Julien Nebenzahl estime que l'intelligence artificielle générative et Nvidia cochent les deux premières de ces trois cases et soupçonne que la troisième soit susceptible d'être atteinte. De nombreux autres experts estiment, au contraire, que cette thématique (Nvidia et par dérivation, l'intelligence artificielle générative) est loin de constituer une bulle spéculative.
"Si l’on regarde uniquement les chiffres de Nvidia et les perspectives de ses clients, on voit mal en quoi l’IA serait une bulle. C’est plutôt une opportunité à saisir", estimait début août Christopher Dembik de Pictet AM. "Selon nous, le secteur technologique n'est pas dans une bulle et devrait continuer à dominer les rendements", a abondé Goldman Sachs dans une note publiée la semaine dernière.
Des valorisations à surveiller
Pour revenir à la caractérisation d'une bulle, CMC Markets cite plusieurs éléments. Tout d'abord un sentiment de marché anormalement positif, avec un optimisme généralisé, allant des analystes à la presse en passant par les dirigeants d'entreprises. Ensuite des valorisations "tendues", c'est-à-dire que les cours de Bourse évoluent à des sommets en termes de multiples de revenus ou de bénéfices et arrivent ainsi à des niveaux difficilement justifiables au vu de leurs fondamentaux. Ou encore une "exubérance irrationnelle" avec des comportements moutonniers où les investisseurs se positionnent simplement par peur de manquer une opportunité.
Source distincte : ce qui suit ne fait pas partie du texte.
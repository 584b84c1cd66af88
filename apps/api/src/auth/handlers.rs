use axum::{extract::State, http::StatusCode, Json};
use serde::{Deserialize, Serialize};
use tracing::info;
use uuid::Uuid;

use crate::auth::{password, AuthenticatedUser};
use crate::errors::AppError;
use crate::models::user::{User, UserProfile};
use crate::state::AppState;

const MIN_PASSWORD_LEN: usize = 8;

#[derive(Debug, Deserialize)]
pub struct RegisterRequest {
    pub email: String,
    pub password: String,
    pub display_name: Option<String>,
}

#[derive(Debug, Deserialize)]
pub struct LoginRequest {
    pub email: String,
    pub password: String,
}

#[derive(Debug, Serialize)]
pub struct TokenResponse {
    pub access_token: String,
    pub token_type: String,
    pub expires_in: i64,
    pub user: UserProfile,
}

pub fn normalize_email(raw: &str) -> Result<String, AppError> {
    let email = raw.trim().to_lowercase();
    match email.split_once('@') {
        Some((local, domain)) if !local.is_empty() && !domain.is_empty() => Ok(email),
        _ => Err(AppError::Validation("A valid email address is required".to_string())),
    }
}

fn validate_password(password: &str) -> Result<(), AppError> {
    if password.chars().count() < MIN_PASSWORD_LEN {
        return Err(AppError::Validation(format!(
            "Password must be at least {MIN_PASSWORD_LEN} characters"
        )));
    }
    Ok(())
}

fn invalid_credentials() -> AppError {
    AppError::Unauthorized("Invalid email or password".to_string())
}

fn token_response(state: &AppState, user: User) -> Result<TokenResponse, AppError> {
    let access_token = state.jwt.generate_token(user.id, &user.email)?;
    Ok(TokenResponse {
        access_token,
        token_type: "Bearer".to_string(),
        expires_in: state.jwt.expires_in(),
        user: user.into(),
    })
}

/// POST /api/v1/auth/register
pub async fn handle_register(
    State(state): State<AppState>,
    Json(req): Json<RegisterRequest>,
) -> Result<(StatusCode, Json<TokenResponse>), AppError> {
    let email = normalize_email(&req.email)?;
    validate_password(&req.password)?;
    let display_name = req
        .display_name
        .map(|n| n.trim().to_string())
        .filter(|n| !n.is_empty());

    let raw_password = req.password;
    let password_hash = tokio::task::spawn_blocking(move || password::hash_password(&raw_password))
        .await
        .map_err(|e| AppError::Internal(e.into()))??;

    let user = sqlx::query_as::<_, User>(
        "INSERT INTO users (id, email, password_hash, display_name) VALUES ($1, $2, $3, $4) \
         RETURNING id, email, password_hash, display_name, created_at",
    )
    .bind(Uuid::new_v4())
    .bind(&email)
    .bind(&password_hash)
    .bind(&display_name)
    .fetch_one(&state.db)
    .await
    .map_err(|e| match e {
        sqlx::Error::Database(db) if db.is_unique_violation() => {
            AppError::Conflict(format!("An account for {email} already exists"))
        }
        other => AppError::Database(other),
    })?;

    info!("Registered user {}", user.id);
    Ok((StatusCode::CREATED, Json(token_response(&state, user)?)))
}

/// POST /api/v1/auth/login
pub async fn handle_login(
    State(state): State<AppState>,
    Json(req): Json<LoginRequest>,
) -> Result<Json<TokenResponse>, AppError> {
    let email = normalize_email(&req.email).map_err(|_| invalid_credentials())?;

    let user = sqlx::query_as::<_, User>(
        "SELECT id, email, password_hash, display_name, created_at FROM users WHERE email = $1",
    )
    .bind(&email)
    .fetch_optional(&state.db)
    .await?
    .ok_or_else(invalid_credentials)?;

    let hash = user.password_hash.clone();
    let valid = tokio::task::spawn_blocking(move || password::verify_password(&req.password, &hash))
        .await
        .map_err(|e| AppError::Internal(e.into()))?
        .map_err(|_| invalid_credentials())?;

    if !valid {
        return Err(invalid_credentials());
    }

    Ok(Json(token_response(&state, user)?))
}

/// GET /api/v1/auth/me
pub async fn handle_me(
    State(state): State<AppState>,
    user: AuthenticatedUser,
) -> Result<Json<UserProfile>, AppError> {
    let user = sqlx::query_as::<_, User>(
        "SELECT id, email, password_hash, display_name, created_at FROM users WHERE id = $1",
    )
    .bind(user.user_id)
    .fetch_optional(&state.db)
    .await?
    .ok_or_else(|| AppError::Unauthorized("Account no longer exists".to_string()))?;

    Ok(Json(user.into()))
}

#[cfg(test)]
mod tests {
    use super::*;

    #[test]
    fn email_is_trimmed_and_lowercased() {
        assert_eq!(
            normalize_email("  Asha.Rao@Example.COM ").unwrap(),
            "asha.rao@example.com"
        );
    }

    #[test]
    fn malformed_emails_are_rejected() {
        for bad in ["", "no-at-sign", "@example.com", "asha@"] {
            assert!(normalize_email(bad).is_err(), "{bad:?} accepted");
        }
    }

    #[test]
    fn short_passwords_are_rejected() {
        assert!(validate_password("short").is_err());
        assert!(validate_password("long enough").is_ok());
    }
}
CMC liste quelques indicateurs à surveiller pour détecter ces signaux avant-coureurs, tels que le "PER" (price-to-earning ratio) c'est-à-dire le nombre de fois où une action se négocie son bénéfice par action. Plus ce ratio est élevé plus une action a des chances d'être surévaluée. Ou encore l'indice VIX, une mesure de la volatilité de marché, une hausse soudaine invitant à la prudence. Ou même tout simplement l'indice Warren Buffett, du nom du célèbre financier, qui mesure la valorisation totale du marché américain par rapport au PIB américain.
Natixis pour sa part invite également à surveiller les prix des actifs et à se méfier d'une humeur de marché trop optimiste qui montrerait que les investisseurs ne prennent plus en compte les risques et les valorisations. La banque recommande aussi de surveiller "l'intérêt spéculatif" avec des volumes anormalement élevés sur une action ou sur le marché.
"Une augmentation de l'activité spéculative, telle que le 'day trading' (les échanges quotidiens, NDLR), peut montrer que les investisseurs se concentrent davantage sur les mouvements de prix à court terme que sur les fondamentaux à long terme", conclut la banque.